◆ **ABOUT THIS TASK**
Using the listing below, keep only the lines with the word "cells" and copy them.

◆ **SOURCE MATERIAL**
######
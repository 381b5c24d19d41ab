//! Tables, field definitions and header-based column mapping.

use std::borrow::Cow;
use std::collections::HashMap;
use std::fmt;

use serde::{Deserialize, Serialize};

/// One of the three sheets backing the garden.
#[derive(Debug, Clone, Copy, PartialEq, Eq, Hash, Serialize, Deserialize)]
#[serde(rename_all = "snake_case")]
pub enum Table {
    Plants,
    Locations,
    Containers,
}

impl Table {
    pub const ALL: [Table; 3] = [Table::Plants, Table::Locations, Table::Containers];

    /// Name used in query bodies and error messages.
    pub fn name(self) -> &'static str {
        match self {
            Table::Plants => "plants",
            Table::Locations => "locations",
            Table::Containers => "containers",
        }
    }

    /// Name of the worksheet holding this table.
    pub fn sheet_name(self) -> &'static str {
        match self {
            Table::Plants => "Plants",
            Table::Locations => "Locations",
            Table::Containers => "Containers",
        }
    }

    pub fn fields(self) -> &'static [FieldDef] {
        match self {
            Table::Plants => PLANT_FIELDS,
            Table::Locations => LOCATION_FIELDS,
            Table::Containers => CONTAINER_FIELDS,
        }
    }

    pub fn field(self, name: &str) -> Option<&'static FieldDef> {
        self.fields().iter().find(|f| f.name == name)
    }

    /// Comma-separated list of valid field names, for error messages.
    pub fn field_names(self) -> String {
        self.fields()
            .iter()
            .map(|f| f.name)
            .collect::<Vec<_>>()
            .join(", ")
    }

    pub fn parse(name: &str) -> Option<Table> {
        Table::ALL.into_iter().find(|t| t.name() == name)
    }

    /// Header row written when a sheet has none yet.
    pub fn default_header(self) -> Vec<String> {
        self.fields().iter().map(|f| f.header.to_string()).collect()
    }
}

impl fmt::Display for Table {
    fn fmt(&self, f: &mut fmt::Formatter<'_>) -> fmt::Result {
        f.write_str(self.name())
    }
}

/// How a field's cell text is interpreted.
#[derive(Debug, Clone, Copy, PartialEq, Eq, Serialize)]
#[serde(rename_all = "snake_case")]
pub enum FieldKind {
    Text,
    Number,
    /// Comma-separated references.
    List,
}

/// A queryable field and the sheet header it lives under.
#[derive(Debug, Clone, Copy, PartialEq, Eq, Serialize)]
pub struct FieldDef {
    pub name: &'static str,
    pub header: &'static str,
    pub kind: FieldKind,
}

const fn def(name: &'static str, header: &'static str, kind: FieldKind) -> FieldDef {
    FieldDef { name, header, kind }
}

pub const PLANT_FIELDS: &[FieldDef] = &[
    def("plant_id", "Plant ID", FieldKind::Text),
    def("plant_name", "Plant Name", FieldKind::Text),
    def("description", "Description", FieldKind::Text),
    def("location_ids", "Location ID", FieldKind::List),
    def("light_requirements", "Light Requirements", FieldKind::Text),
    def("watering_needs", "Watering Needs", FieldKind::Text),
    def("care_notes", "Care Notes", FieldKind::Text),
    def("photo_url", "Photo URL", FieldKind::Text),
    def("last_updated", "Last Updated", FieldKind::Text),
];

pub const LOCATION_FIELDS: &[FieldDef] = &[
    def("location_id", "Location ID", FieldKind::Text),
    def("location_name", "Location Name", FieldKind::Text),
    def("morning_sun_hours", "Morning Sun Hours", FieldKind::Number),
    def("afternoon_sun_hours", "Afternoon Sun Hours", FieldKind::Number),
    def("evening_sun_hours", "Evening Sun Hours", FieldKind::Number),
    def("total_sun_hours", "Total Sun Hours", FieldKind::Number),
    def("microclimate_conditions", "Microclimate Conditions", FieldKind::Text),
];

pub const CONTAINER_FIELDS: &[FieldDef] = &[
    def("container_id", "Container ID", FieldKind::Text),
    def("plant_id", "Plant ID", FieldKind::Text),
    def("location_id", "Location ID", FieldKind::Text),
    def("container_type", "Container Type", FieldKind::Text),
    def("container_size", "Container Size", FieldKind::Text),
    def("container_material", "Container Material", FieldKind::Text),
];

/// A borrowed field value as seen by the query engine.
#[derive(Debug, Clone, PartialEq)]
pub enum FieldValue<'a> {
    Text(&'a str),
    Number(f64),
    List(&'a [String]),
}

impl<'a> FieldValue<'a> {
    /// Non-blank text, or `None`.
    pub fn text(value: &'a str) -> Option<Self> {
        let trimmed = value.trim();
        if trimmed.is_empty() {
            None
        } else {
            Some(FieldValue::Text(trimmed))
        }
    }

    pub fn number(value: Option<f64>) -> Option<Self> {
        value.map(FieldValue::Number)
    }

    pub fn list(values: &'a [String]) -> Option<Self> {
        if values.is_empty() {
            None
        } else {
            Some(FieldValue::List(values))
        }
    }

    /// Numeric reading of the value; text is parsed leniently.
    pub fn as_number(&self) -> Option<f64> {
        match self {
            FieldValue::Number(n) => Some(*n),
            FieldValue::Text(t) => parse_number(t),
            FieldValue::List(_) => None,
        }
    }

    /// Textual reading of a scalar value.
    pub fn as_text(&self) -> Cow<'a, str> {
        match self {
            FieldValue::Text(t) => Cow::Borrowed(*t),
            FieldValue::Number(n) => Cow::Owned(n.to_string()),
            FieldValue::List(items) => Cow::Owned(items.join(", ")),
        }
    }

    /// Scalar views of the value: each item for lists, itself otherwise.
    pub fn items(&self) -> Vec<FieldValue<'a>> {
        match self {
            FieldValue::List(items) => items.iter().map(|i| FieldValue::Text(i.as_str())).collect(),
            other => vec![other.clone()],
        }
    }
}

/// Parse a spreadsheet number cell. Blank or non-numeric cells are `None`.
pub fn parse_number(cell: &str) -> Option<f64> {
    let trimmed = cell.trim();
    if trimmed.is_empty() {
        return None;
    }
    trimmed.parse::<f64>().ok().filter(|n| n.is_finite())
}

/// Split a comma-separated reference cell.
pub fn parse_list(cell: &str) -> Vec<String> {
    cell.split(',')
        .map(str::trim)
        .filter(|s| !s.is_empty())
        .map(str::to_string)
        .collect()
}

pub fn format_number(value: Option<f64>) -> String {
    value.map(|n| n.to_string()).unwrap_or_default()
}

/// A typed row of one of the garden tables.
pub trait Record: Serialize {
    const TABLE: Table;

    fn id(&self) -> &str;

    /// Field lookup by API name; blank fields are `None`.
    fn field(&self, name: &str) -> Option<FieldValue<'_>>;

    fn from_row(columns: &ColumnMap, row: &[String]) -> Self;

    /// Cell text for every field, keyed by API name.
    fn cells(&self) -> Vec<(&'static str, String)>;
}

/// Maps a sheet's header row onto field names.
#[derive(Debug, Clone)]
pub struct ColumnMap {
    table: Table,
    width: usize,
    index: HashMap<&'static str, usize>,
}

impl ColumnMap {
    /// Header cells are matched case-insensitively against field headers
    /// and field names. Unknown columns are kept untouched on write.
    pub fn new(table: Table, header: &[String]) -> Self {
        let mut index = HashMap::new();
        for (col, cell) in header.iter().enumerate() {
            let cell = cell.trim();
            let found = table.fields().iter().find(|f| {
                f.header.eq_ignore_ascii_case(cell) || f.name.eq_ignore_ascii_case(cell)
            });
            if let Some(field) = found {
                index.entry(field.name).or_insert(col);
            }
        }
        Self {
            table,
            width: header.len(),
            index,
        }
    }

    pub fn table(&self) -> Table {
        self.table
    }

    pub fn width(&self) -> usize {
        self.width
    }

    pub fn column(&self, field: &str) -> Option<usize> {
        self.index.get(field).copied()
    }

    /// Cell text for a field; missing columns and short rows read as blank.
    pub fn cell<'r>(&self, row: &'r [String], field: &str) -> &'r str {
        self.column(field)
            .and_then(|col| row.get(col))
            .map(|s| s.trim())
            .unwrap_or("")
    }

    /// Write a record's cells over `base`, growing it to the header width.
    pub fn encode<R: Record>(&self, record: &R, mut base: Vec<String>) -> Vec<String> {
        if base.len() < self.width {
            base.resize(self.width, String::new());
        }
        for (field, value) in record.cells() {
            match self.column(field) {
                Some(col) => base[col] = value,
                None if !value.is_empty() => {
                    tracing::warn!(
                        table = %self.table,
                        field,
                        "Sheet has no column for field, value not stored"
                    );
                }
                None => {}
            }
        }
        base
    }

    /// True when a row carries no data at all.
    pub fn is_blank(row: &[String]) -> bool {
        row.iter().all(|c| c.trim().is_empty())
    }
}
######
◆ **ANSWER BELOW**
/// Parse a spreadsheet number cell. Blank or non-numeric cells are `None`.
    fn cells(&self) -> Vec<(&'static str, String)>;
    /// Header cells are matched case-insensitively against field headers
    /// Write a record's cells over `base`, growing it to the header width.
        for (field, value) in record.cells() {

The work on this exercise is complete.